_Assigned task_
Scan the entries below for the word "sync". Copy each line that has it.

Records for the exercise below:

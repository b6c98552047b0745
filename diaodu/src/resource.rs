//! 资源层：主机 / 任务 / peer 三张注册表的聚合。
//! 启动时构造一次，整个进程按引用传递。实体之间只存 id，
//! 跨实体的级联操作（删除、换父、状态迁移副作用）都收口在这里。

pub mod dag;
pub mod host;
pub mod peer;
pub mod task;

use std::sync::Arc;

use diaodu_util::fsm::{FsmError, Transition};
use diaodu_util::sync::MutexExt;
use thiserror::Error;
use tracing::{debug, warn};

use crate::config::Config;
use crate::resource::dag::DagError;
use crate::resource::host::HostRegistry;
use crate::resource::peer::{Peer, PeerEvent, PeerRegistry, PeerState};
use crate::resource::task::TaskRegistry;

#[derive(Debug, Error)]
pub enum ResourceError {
    #[error("host {0} not found")]
    HostNotFound(String),

    #[error("task {0} not found")]
    TaskNotFound(String),

    #[error("peer {0} not found")]
    PeerNotFound(String),

    #[error(transparent)]
    Dag(#[from] DagError),
}

pub struct Registries {
    hosts: HostRegistry,
    tasks: TaskRegistry,
    peers: PeerRegistry,
}

impl Registries {
    pub fn new(config: Config) -> Self {
        Self {
            hosts: HostRegistry::new(config),
            tasks: TaskRegistry::new(),
            peers: PeerRegistry::new(),
        }
    }

    pub fn hosts(&self) -> &HostRegistry {
        &self.hosts
    }

    pub fn tasks(&self) -> &TaskRegistry {
        &self.tasks
    }

    pub fn peers(&self) -> &PeerRegistry {
        &self.peers
    }

    /// 级联删除 peer：摘出 arena、脱离主机和任务、切断图上的边、
    /// 释放相关上传槽、关掉上报流。对不存在的 peer 是空操作
    pub fn delete_peer(&self, peer_id: &str) {
        let Some(peer) = self.peers.remove(peer_id) else {
            return;
        };
        peer.close_stream();

        let _ = self.hosts.delete_peer(peer.host_id(), peer_id);

        if let Some(task) = self.tasks.get(peer.task_id()) {
            let (freed_parent, orphans) = task.delete_peer(peer_id);
            // 入边释放的是父节点主机的上传槽
            if let Some(parent_id) = freed_parent {
                self.release_upload_of(&parent_id);
            }
            // 出边释放的是自己主机的上传槽
            if let Some(host) = self.hosts.get(peer.host_id()) {
                for _ in &orphans {
                    host.dec_upload();
                }
            }
        }
        debug!("peer {peer_id} 已从注册表移除");
    }

    /// 原子地把 child 的父节点换成 parent：先切断旧入边，再挂新边。
    /// 成环、重复挂父等情况原样返回图层错误
    pub fn replace_parent(&self, child: &Arc<Peer>, parent: &Arc<Peer>) -> Result<(), ResourceError> {
        let task = self
            .tasks
            .get(child.task_id())
            .ok_or_else(|| ResourceError::TaskNotFound(child.task_id().to_string()))?;

        {
            let mut dag = task.dag().lock_pe();
            if let Some(old_parent) = dag.remove_in_edge(child.id()) {
                self.release_upload_of(&old_parent);
            }
            dag.add_edge(parent.id(), child.id())?;
        }

        if let Some(host) = self.hosts.get(parent.host_id()) {
            host.inc_upload();
        }
        Ok(())
    }

    /// 切断 child 的入边。没有父节点时是空操作
    pub fn delete_parent(&self, child: &Peer) {
        let Some(task) = self.tasks.get(child.task_id()) else {
            return;
        };
        let old_parent = task.dag().lock_pe().remove_in_edge(child.id());
        if let Some(old_parent) = old_parent {
            self.release_upload_of(&old_parent);
        }
    }

    pub fn parent_of(&self, peer: &Peer) -> Option<Arc<Peer>> {
        let task = self.tasks.get(peer.task_id())?;
        let parent_id = task.dag().lock_pe().parent_of(peer.id()).map(|p| p.to_string())?;
        self.peers.get(&parent_id)
    }

    pub fn children_of(&self, peer: &Peer) -> Vec<Arc<Peer>> {
        let Some(task) = self.tasks.get(peer.task_id()) else {
            return Vec::new();
        };
        let children = task.dag().lock_pe().children_of(peer.id());
        children.iter().filter_map(|id| self.peers.get(id)).collect()
    }

    /// peer 状态迁移的唯一入口，迁移成功后执行跨实体副作用。
    /// 事件 worker 按任务串行调用，不存在并发改图
    pub fn peer_transit(
        &self,
        peer: &Arc<Peer>,
        event: PeerEvent,
    ) -> Result<Transition<PeerState, PeerEvent>, FsmError<PeerState, PeerEvent>> {
        let transition = peer.transit(event)?;
        let task = self.tasks.get(peer.task_id());

        match transition.to {
            PeerState::BackToSource => {
                peer.set_back_to_source();
                if let Some(task) = &task {
                    task.add_back_to_source_peer(peer.id());
                }
                self.delete_parent(peer);
            }
            PeerState::Succeeded => {
                if let Some(task) = &task {
                    if transition.from == PeerState::BackToSource {
                        task.delete_back_to_source_peer(peer.id());
                    }
                    task.reset_peer_failed_count();
                }
                self.delete_parent(peer);
            }
            PeerState::Failed => {
                if let Some(task) = &task {
                    if transition.from == PeerState::BackToSource {
                        task.inc_peer_failed_count();
                        task.delete_back_to_source_peer(peer.id());
                    }
                }
                self.delete_parent(peer);
            }
            PeerState::Leave => {
                self.delete_parent(peer);
                peer.close_stream();
            }
            _ => {}
        }
        Ok(transition)
    }

    /// 释放某个 peer 所在主机的一个上传槽。peer 已经不在时跳过，
    /// 它的槽位在级联删除时已经清算过了
    fn release_upload_of(&self, peer_id: &str) {
        let Some(peer) = self.peers.get(peer_id) else {
            return;
        };
        match self.hosts.get(peer.host_id()) {
            Some(host) => host.dec_upload(),
            None => warn!("peer {peer_id} 的主机 {} 不存在，无法释放上传槽", peer.host_id()),
        }
    }
}

#[cfg(test)]
mod tests {
    use super::*;
    use crate::protocol::{HostInfo, UrlMeta};

    fn registries() -> Registries {
        Registries::new(Config::new())
    }

    fn setup_peer(r: &Registries, peer_id: &str, host_id: &str, task_id: &str) -> Arc<Peer> {
        r.hosts.upsert(&HostInfo {
            id: host_id.to_string(),
            ip: "127.0.0.1".to_string(),
            ..Default::default()
        });
        let (task, _) = r.tasks.get_or_insert(task_id, "http://x/1", &UrlMeta::default(), 3);
        let (peer, _) = r.peers.get_or_insert(Peer::new(peer_id, task_id, host_id));
        task.add_peer(peer_id);
        r.hosts.add_peer(host_id, peer_id).unwrap();
        peer
    }

    #[test]
    fn test_replace_parent_accounting() {
        let r = registries();
        let p1 = setup_peer(&r, "p1", "h1", "t1");
        let p2 = setup_peer(&r, "p2", "h2", "t1");
        let p3 = setup_peer(&r, "p3", "h3", "t1");

        r.replace_parent(&p2, &p1).unwrap();
        let h1 = r.hosts.get("h1").unwrap();
        assert_eq!(h1.free_upload_slots(), h1.upload_limit() - 1);

        // 换父：旧父的槽位还回去，新父占一个
        r.replace_parent(&p2, &p3).unwrap();
        assert_eq!(h1.free_upload_slots(), h1.upload_limit());
        let h3 = r.hosts.get("h3").unwrap();
        assert_eq!(h3.free_upload_slots(), h3.upload_limit() - 1);
    }

    #[test]
    fn test_replace_parent_rejects_cycle() {
        let r = registries();
        let p1 = setup_peer(&r, "p1", "h1", "t1");
        let p2 = setup_peer(&r, "p2", "h2", "t1");

        r.replace_parent(&p2, &p1).unwrap();
        // p1 的父节点不能是自己的后代
        assert!(matches!(
            r.replace_parent(&p1, &p2),
            Err(ResourceError::Dag(DagError::Cycle { .. }))
        ));
    }

    #[test]
    fn test_delete_peer_cascades() {
        let r = registries();
        let p1 = setup_peer(&r, "p1", "h1", "t1");
        let p2 = setup_peer(&r, "p2", "h2", "t1");
        r.replace_parent(&p2, &p1).unwrap();

        r.delete_peer("p1");

        assert!(r.peers.get("p1").is_none());
        let task = r.tasks.get("t1").unwrap();
        assert!(!task.peers().contains("p1"));
        assert!(!task.dag().lock().unwrap().contains("p1"));
        // p2 失去父节点，p1 主机的上传槽清零
        assert!(r.parent_of(&p2).is_none());
        let h1 = r.hosts.get("h1").unwrap();
        assert_eq!(h1.free_upload_slots(), h1.upload_limit());
        // 再删一次是空操作
        r.delete_peer("p1");
    }

    #[test]
    fn test_terminal_transit_detaches() {
        let r = registries();
        let p1 = setup_peer(&r, "p1", "h1", "t1");
        let p2 = setup_peer(&r, "p2", "h2", "t1");
        r.replace_parent(&p2, &p1).unwrap();

        p2.transit(PeerEvent::RegisterNormal).unwrap();
        p2.transit(PeerEvent::Download).unwrap();
        r.peer_transit(&p2, PeerEvent::DownloadSucceeded).unwrap();

        assert!(r.parent_of(&p2).is_none());
        let h1 = r.hosts.get("h1").unwrap();
        assert_eq!(h1.free_upload_slots(), h1.upload_limit());
    }

    #[test]
    fn test_back_to_source_transit() {
        let r = registries();
        let p1 = setup_peer(&r, "p1", "h1", "t1");
        let p2 = setup_peer(&r, "p2", "h2", "t1");
        r.replace_parent(&p2, &p1).unwrap();

        p2.transit(PeerEvent::RegisterNormal).unwrap();
        p2.transit(PeerEvent::Download).unwrap();
        r.peer_transit(&p2, PeerEvent::DownloadFromBackToSource).unwrap();

        let task = r.tasks.get("t1").unwrap();
        assert!(task.is_back_to_source_peer("p2"));
        assert!(p2.is_back_to_source());
        // 回源后脱离父节点，但 p2 仍然是图上的顶点（还能当别人的父节点）
        assert!(r.parent_of(&p2).is_none());
        assert!(task.dag().lock().unwrap().contains("p2"));
    }
}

End of Records for the exercise.

_Answer to the problem_
use std::sync::Arc;
use diaodu_util::sync::MutexExt;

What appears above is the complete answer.